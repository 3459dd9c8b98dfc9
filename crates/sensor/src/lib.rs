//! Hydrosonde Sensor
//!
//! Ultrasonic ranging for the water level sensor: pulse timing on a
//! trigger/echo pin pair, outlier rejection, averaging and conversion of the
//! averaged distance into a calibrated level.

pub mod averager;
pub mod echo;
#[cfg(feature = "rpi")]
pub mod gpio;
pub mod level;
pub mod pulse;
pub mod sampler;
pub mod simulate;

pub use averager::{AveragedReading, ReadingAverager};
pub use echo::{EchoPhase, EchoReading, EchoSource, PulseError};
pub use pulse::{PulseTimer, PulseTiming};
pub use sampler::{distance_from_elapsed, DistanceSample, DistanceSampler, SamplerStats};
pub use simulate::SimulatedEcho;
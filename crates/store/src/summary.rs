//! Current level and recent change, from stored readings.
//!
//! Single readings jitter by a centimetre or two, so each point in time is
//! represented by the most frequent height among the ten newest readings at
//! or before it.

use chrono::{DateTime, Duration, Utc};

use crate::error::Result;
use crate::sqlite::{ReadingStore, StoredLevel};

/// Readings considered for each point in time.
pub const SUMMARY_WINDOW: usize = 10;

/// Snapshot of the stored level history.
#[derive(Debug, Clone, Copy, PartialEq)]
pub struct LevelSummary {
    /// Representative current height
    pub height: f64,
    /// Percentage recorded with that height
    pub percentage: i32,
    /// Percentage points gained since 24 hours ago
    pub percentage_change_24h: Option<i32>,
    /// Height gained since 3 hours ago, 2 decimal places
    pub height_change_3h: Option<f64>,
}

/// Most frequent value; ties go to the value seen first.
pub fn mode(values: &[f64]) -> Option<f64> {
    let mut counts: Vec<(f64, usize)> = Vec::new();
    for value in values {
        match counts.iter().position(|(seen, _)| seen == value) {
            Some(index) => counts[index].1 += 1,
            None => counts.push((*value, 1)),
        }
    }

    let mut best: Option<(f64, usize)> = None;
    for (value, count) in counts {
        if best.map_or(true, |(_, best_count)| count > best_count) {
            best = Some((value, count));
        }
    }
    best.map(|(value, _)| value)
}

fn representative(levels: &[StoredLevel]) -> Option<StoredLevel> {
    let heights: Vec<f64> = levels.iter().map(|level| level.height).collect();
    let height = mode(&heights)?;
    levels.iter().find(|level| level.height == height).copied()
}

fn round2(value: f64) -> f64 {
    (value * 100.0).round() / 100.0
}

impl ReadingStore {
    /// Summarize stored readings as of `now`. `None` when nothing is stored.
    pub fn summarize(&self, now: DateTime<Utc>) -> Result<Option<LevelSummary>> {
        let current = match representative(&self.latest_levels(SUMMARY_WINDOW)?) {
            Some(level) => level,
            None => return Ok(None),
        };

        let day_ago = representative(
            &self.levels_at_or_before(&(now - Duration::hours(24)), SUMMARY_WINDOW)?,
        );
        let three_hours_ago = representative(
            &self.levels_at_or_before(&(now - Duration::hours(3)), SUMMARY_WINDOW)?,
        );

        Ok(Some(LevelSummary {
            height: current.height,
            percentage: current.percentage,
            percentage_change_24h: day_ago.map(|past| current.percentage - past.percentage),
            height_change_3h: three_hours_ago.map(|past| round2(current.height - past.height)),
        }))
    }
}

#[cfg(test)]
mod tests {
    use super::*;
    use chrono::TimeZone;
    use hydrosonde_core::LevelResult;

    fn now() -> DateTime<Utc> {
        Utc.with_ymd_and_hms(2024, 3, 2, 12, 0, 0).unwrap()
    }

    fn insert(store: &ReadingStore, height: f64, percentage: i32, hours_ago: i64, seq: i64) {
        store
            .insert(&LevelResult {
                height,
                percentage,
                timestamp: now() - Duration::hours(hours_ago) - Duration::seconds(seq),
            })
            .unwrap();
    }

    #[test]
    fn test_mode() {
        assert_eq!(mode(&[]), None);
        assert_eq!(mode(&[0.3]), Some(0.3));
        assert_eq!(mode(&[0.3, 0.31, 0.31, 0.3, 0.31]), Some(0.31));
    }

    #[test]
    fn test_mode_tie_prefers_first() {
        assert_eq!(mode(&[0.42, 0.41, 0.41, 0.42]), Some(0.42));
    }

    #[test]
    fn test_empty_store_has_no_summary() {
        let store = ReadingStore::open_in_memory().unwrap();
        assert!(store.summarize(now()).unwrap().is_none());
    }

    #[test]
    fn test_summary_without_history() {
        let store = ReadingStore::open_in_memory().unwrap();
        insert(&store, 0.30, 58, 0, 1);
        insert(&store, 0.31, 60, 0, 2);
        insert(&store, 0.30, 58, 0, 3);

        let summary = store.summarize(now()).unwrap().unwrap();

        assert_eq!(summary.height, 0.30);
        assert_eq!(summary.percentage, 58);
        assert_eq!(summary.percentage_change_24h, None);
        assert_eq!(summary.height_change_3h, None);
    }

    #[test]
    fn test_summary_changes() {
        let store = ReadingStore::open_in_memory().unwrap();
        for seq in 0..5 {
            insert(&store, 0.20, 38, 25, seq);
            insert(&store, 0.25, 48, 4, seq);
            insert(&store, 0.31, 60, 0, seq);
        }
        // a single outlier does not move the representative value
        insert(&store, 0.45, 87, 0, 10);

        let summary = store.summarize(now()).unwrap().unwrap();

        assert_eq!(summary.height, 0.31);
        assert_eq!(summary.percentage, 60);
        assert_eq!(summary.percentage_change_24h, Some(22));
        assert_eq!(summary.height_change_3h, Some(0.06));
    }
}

* * *

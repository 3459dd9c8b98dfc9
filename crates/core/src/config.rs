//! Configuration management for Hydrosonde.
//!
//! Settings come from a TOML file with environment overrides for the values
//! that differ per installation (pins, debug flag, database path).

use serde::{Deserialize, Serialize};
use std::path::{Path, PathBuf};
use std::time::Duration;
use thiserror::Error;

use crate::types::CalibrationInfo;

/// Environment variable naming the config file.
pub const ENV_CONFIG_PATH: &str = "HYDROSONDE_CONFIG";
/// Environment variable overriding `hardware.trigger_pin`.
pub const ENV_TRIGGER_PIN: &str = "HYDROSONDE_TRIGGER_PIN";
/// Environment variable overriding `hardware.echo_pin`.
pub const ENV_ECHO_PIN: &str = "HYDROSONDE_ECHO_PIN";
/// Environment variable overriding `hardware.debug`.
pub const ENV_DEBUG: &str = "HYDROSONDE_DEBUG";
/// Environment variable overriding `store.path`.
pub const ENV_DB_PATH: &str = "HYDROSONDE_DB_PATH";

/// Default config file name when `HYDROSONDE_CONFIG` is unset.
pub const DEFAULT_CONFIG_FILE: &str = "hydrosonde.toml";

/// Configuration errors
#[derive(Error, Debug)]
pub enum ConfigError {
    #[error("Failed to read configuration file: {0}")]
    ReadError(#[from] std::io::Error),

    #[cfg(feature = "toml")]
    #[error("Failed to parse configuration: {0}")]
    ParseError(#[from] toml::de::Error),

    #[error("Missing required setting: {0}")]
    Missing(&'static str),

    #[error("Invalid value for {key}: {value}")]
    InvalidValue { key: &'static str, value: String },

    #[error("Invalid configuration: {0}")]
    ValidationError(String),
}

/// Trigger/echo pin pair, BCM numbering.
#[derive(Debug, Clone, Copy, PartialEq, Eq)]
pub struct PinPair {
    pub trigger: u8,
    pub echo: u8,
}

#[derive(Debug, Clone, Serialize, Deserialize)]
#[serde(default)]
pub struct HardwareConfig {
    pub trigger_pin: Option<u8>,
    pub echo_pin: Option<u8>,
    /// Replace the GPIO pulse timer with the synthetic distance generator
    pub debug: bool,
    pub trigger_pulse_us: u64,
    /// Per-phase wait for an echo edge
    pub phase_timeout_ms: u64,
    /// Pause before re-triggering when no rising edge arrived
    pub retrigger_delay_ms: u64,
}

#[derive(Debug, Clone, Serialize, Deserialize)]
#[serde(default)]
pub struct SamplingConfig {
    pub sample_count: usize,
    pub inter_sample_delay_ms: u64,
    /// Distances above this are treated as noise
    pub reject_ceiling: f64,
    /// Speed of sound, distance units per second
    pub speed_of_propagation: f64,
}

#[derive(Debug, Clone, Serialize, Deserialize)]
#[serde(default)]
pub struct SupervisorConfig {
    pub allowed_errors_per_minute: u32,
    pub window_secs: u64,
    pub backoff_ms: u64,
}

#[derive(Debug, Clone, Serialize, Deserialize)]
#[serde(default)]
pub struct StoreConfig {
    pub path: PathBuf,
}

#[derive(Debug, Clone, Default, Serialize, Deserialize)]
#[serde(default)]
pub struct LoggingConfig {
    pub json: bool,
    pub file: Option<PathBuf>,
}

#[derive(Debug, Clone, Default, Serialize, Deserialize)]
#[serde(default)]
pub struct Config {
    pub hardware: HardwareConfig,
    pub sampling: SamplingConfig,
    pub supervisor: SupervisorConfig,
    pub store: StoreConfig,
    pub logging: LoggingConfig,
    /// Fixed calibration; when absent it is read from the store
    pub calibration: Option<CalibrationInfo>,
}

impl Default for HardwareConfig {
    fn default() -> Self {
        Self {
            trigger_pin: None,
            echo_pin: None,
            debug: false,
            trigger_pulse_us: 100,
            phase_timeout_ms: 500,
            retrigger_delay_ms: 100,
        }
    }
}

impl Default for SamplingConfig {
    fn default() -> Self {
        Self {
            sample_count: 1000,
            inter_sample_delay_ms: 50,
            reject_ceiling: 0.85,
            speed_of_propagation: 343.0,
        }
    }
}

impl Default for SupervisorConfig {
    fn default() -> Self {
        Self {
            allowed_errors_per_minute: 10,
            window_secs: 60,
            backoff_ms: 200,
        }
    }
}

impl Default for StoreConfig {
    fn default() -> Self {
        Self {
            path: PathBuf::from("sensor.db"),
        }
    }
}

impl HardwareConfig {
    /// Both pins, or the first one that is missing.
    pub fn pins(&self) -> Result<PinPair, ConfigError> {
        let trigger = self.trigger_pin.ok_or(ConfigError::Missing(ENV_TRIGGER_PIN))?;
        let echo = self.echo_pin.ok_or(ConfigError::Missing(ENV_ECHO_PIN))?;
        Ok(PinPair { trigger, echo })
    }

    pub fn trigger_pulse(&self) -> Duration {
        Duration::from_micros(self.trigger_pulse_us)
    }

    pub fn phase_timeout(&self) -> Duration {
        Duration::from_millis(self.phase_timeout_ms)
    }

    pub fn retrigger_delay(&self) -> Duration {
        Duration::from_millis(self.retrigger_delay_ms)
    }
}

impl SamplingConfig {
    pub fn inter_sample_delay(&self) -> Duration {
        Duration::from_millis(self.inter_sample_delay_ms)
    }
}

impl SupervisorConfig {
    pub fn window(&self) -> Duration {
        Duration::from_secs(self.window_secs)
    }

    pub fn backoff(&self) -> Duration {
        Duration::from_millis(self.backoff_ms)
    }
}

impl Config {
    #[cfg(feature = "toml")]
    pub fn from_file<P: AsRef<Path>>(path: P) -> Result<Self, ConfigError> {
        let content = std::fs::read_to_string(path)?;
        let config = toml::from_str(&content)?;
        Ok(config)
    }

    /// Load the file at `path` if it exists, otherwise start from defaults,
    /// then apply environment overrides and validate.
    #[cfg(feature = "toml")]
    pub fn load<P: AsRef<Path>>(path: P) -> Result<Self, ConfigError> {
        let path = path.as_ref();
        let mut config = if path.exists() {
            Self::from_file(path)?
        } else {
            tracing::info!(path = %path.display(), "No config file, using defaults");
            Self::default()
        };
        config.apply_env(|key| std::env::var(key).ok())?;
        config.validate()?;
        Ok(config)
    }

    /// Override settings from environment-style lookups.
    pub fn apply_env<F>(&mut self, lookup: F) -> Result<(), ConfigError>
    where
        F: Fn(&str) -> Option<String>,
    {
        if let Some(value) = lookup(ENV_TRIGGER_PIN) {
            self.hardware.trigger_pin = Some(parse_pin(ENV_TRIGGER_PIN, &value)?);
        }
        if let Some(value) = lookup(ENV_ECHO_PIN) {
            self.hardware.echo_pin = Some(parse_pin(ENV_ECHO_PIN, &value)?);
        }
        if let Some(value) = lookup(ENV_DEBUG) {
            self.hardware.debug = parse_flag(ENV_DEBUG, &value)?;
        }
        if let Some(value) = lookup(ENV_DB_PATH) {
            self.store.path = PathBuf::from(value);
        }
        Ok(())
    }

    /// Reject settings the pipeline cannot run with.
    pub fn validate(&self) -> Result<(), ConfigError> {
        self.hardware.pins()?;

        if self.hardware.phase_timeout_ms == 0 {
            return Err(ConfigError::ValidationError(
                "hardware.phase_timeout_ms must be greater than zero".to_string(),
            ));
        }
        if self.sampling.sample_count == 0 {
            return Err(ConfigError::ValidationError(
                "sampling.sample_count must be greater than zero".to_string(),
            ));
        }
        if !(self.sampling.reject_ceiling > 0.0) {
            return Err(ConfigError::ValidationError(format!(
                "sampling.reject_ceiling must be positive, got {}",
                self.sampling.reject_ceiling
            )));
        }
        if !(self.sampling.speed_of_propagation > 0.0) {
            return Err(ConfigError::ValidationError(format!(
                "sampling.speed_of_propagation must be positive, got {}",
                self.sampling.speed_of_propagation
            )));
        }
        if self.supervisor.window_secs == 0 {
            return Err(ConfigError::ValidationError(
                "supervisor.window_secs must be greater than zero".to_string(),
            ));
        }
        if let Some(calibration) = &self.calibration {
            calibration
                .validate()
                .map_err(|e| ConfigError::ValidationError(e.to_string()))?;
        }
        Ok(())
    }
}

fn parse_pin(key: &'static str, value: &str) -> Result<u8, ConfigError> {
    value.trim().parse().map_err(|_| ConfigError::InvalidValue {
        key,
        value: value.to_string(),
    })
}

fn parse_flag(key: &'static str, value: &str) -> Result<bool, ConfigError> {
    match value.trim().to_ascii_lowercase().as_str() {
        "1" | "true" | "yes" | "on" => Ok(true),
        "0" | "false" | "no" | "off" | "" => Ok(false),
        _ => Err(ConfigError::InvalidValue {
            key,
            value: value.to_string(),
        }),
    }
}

### Exercise goal
All lines of the entries containing the string "each" must be shown in full.

### Exercise solution
//! Single readings jitter by a centimetre or two, so each point in time is
/// Readings considered for each point in time.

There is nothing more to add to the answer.